=== Extracted material ===
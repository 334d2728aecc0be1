//! Per-task completion tracking.
//!
//! Every submitted task id owns a completion slot: a small state machine
//! (`Pending → Running → Completed | Panicked`, or `Pending → Cancelled`)
//! behind its own mutex, paired with a condvar so waiters are woken the
//! moment the task reaches a terminal state. Terminal states are sticky.

use super::task::TaskId;
use crate::error::{Error, Result};
use parking_lot::{Condvar, Mutex, RwLock};
use std::collections::HashMap;
use std::sync::Arc;
use std::time::{Duration, Instant};

/// Lifecycle of a task id as seen by status queries.
#[derive(Debug, Clone, Copy, PartialEq, Eq)]
pub enum TaskStatus {
    /// Submitted and waiting in the queue.
    Pending,
    /// Claimed by a worker and currently executing.
    Running,
    /// The callable returned normally.
    Completed,
    /// Removed from the queue before any worker claimed it.
    Cancelled,
    /// The callable panicked; the payload was captured.
    Panicked,
    /// The id was never submitted to this scheduler.
    Unknown,
}

#[derive(Debug)]
enum SlotState {
    Pending,
    Running,
    Completed,
    Cancelled,
    Panicked(String),
}

impl SlotState {
    fn is_terminal(&self) -> bool {
        !matches!(self, SlotState::Pending | SlotState::Running)
    }
}

/// One-shot completion signal for a single task id.
#[derive(Debug)]
struct CompletionSlot {
    state: Mutex<SlotState>,
    done: Condvar,
}

impl CompletionSlot {
    fn new() -> Self {
        Self {
            state: Mutex::new(SlotState::Pending),
            done: Condvar::new(),
        }
    }

    fn set_running(&self) {
        let mut state = self.state.lock();
        if matches!(*state, SlotState::Pending) {
            *state = SlotState::Running;
        }
    }

    /// Move to a terminal state and wake every waiter. Terminal states never
    /// revert, so a second call is a no-op.
    fn finish(&self, next: SlotState) {
        let mut state = self.state.lock();
        if state.is_terminal() {
            return;
        }
        *state = next;
        drop(state);
        self.done.notify_all();
    }

    fn status(&self) -> TaskStatus {
        match &*self.state.lock() {
            SlotState::Pending => TaskStatus::Pending,
            SlotState::Running => TaskStatus::Running,
            SlotState::Completed => TaskStatus::Completed,
            SlotState::Cancelled => TaskStatus::Cancelled,
            SlotState::Panicked(_) => TaskStatus::Panicked,
        }
    }
}

fn terminal_result(id: TaskId, state: &SlotState) -> Result<()> {
    match state {
        SlotState::Completed => Ok(()),
        SlotState::Cancelled => Err(Error::TaskCancelled(id)),
        SlotState::Panicked(message) => Err(Error::TaskPanicked {
            id,
            message: message.clone(),
        }),
        SlotState::Pending | SlotState::Running => unreachable!("non-terminal state"),
    }
}

fn wait_terminal(slot: &CompletionSlot, id: TaskId) -> Result<()> {
    let mut state = slot.state.lock();
    while !state.is_terminal() {
        slot.done.wait(&mut state);
    }
    terminal_result(id, &state)
}

/// Registry of completion slots, keyed by task id.
///
/// Entries persist for the scheduler's lifetime. Registering an id that
/// already finished installs a fresh slot, so ids may be reused once the
/// previous task with that id is done.
#[derive(Debug, Default)]
pub(crate) struct CompletionRegistry {
    slots: RwLock<HashMap<TaskId, Arc<CompletionSlot>>>,
}

impl CompletionRegistry {
    pub fn new() -> Self {
        Self::default()
    }

    /// Install a fresh Pending slot for the id.
    pub fn register(&self, id: TaskId) {
        self.slots.write().insert(id, Arc::new(CompletionSlot::new()));
    }

    /// Install fresh Pending slots for a whole batch under one lock hold.
    pub fn register_all<I>(&self, ids: I)
    where
        I: IntoIterator<Item = TaskId>,
    {
        let mut slots = self.slots.write();
        for id in ids {
            slots.insert(id, Arc::new(CompletionSlot::new()));
        }
    }

    fn slot(&self, id: TaskId) -> Option<Arc<CompletionSlot>> {
        self.slots.read().get(&id).cloned()
    }

    pub fn mark_running(&self, id: TaskId) {
        if let Some(slot) = self.slot(id) {
            slot.set_running();
        }
    }

    pub fn mark_completed(&self, id: TaskId) {
        if let Some(slot) = self.slot(id) {
            slot.finish(SlotState::Completed);
        }
    }

    pub fn mark_cancelled(&self, id: TaskId) {
        if let Some(slot) = self.slot(id) {
            slot.finish(SlotState::Cancelled);
        }
    }

    pub fn mark_panicked(&self, id: TaskId, message: String) {
        if let Some(slot) = self.slot(id) {
            slot.finish(SlotState::Panicked(message));
        }
    }

    pub fn status(&self, id: TaskId) -> TaskStatus {
        match self.slot(id) {
            Some(slot) => slot.status(),
            None => TaskStatus::Unknown,
        }
    }

    /// Block until the task reaches a terminal state.
    ///
    /// Fails fast with [`Error::UnknownTask`] for an id that was never
    /// submitted, instead of waiting on an entry that can never complete.
    pub fn wait(&self, id: TaskId) -> Result<()> {
        let slot = self.slot(id).ok_or(Error::UnknownTask(id))?;
        wait_terminal(&slot, id)
    }

    /// Bounded wait. `Ok(true)` means the task completed; `Ok(false)` means
    /// it was still outstanding when the timeout elapsed. A timeout too
    /// large to represent as a deadline waits without bound.
    pub fn wait_timeout(&self, id: TaskId, timeout: Duration) -> Result<bool> {
        let slot = self.slot(id).ok_or(Error::UnknownTask(id))?;
        let deadline = match Instant::now().checked_add(timeout) {
            Some(deadline) => deadline,
            None => return wait_terminal(&slot, id).map(|()| true),
        };
        let mut state = slot.state.lock();
        while !state.is_terminal() {
            if slot.done.wait_until(&mut state, deadline).timed_out() {
                // the state may have flipped right at the deadline
                if state.is_terminal() {
                    break;
                }
                return Ok(false);
            }
        }
        terminal_result(id, &state).map(|()| true)
    }
}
===
How many lines of the listing above hold the string "that"? Answer with the number alone.

## Response to this exercise
4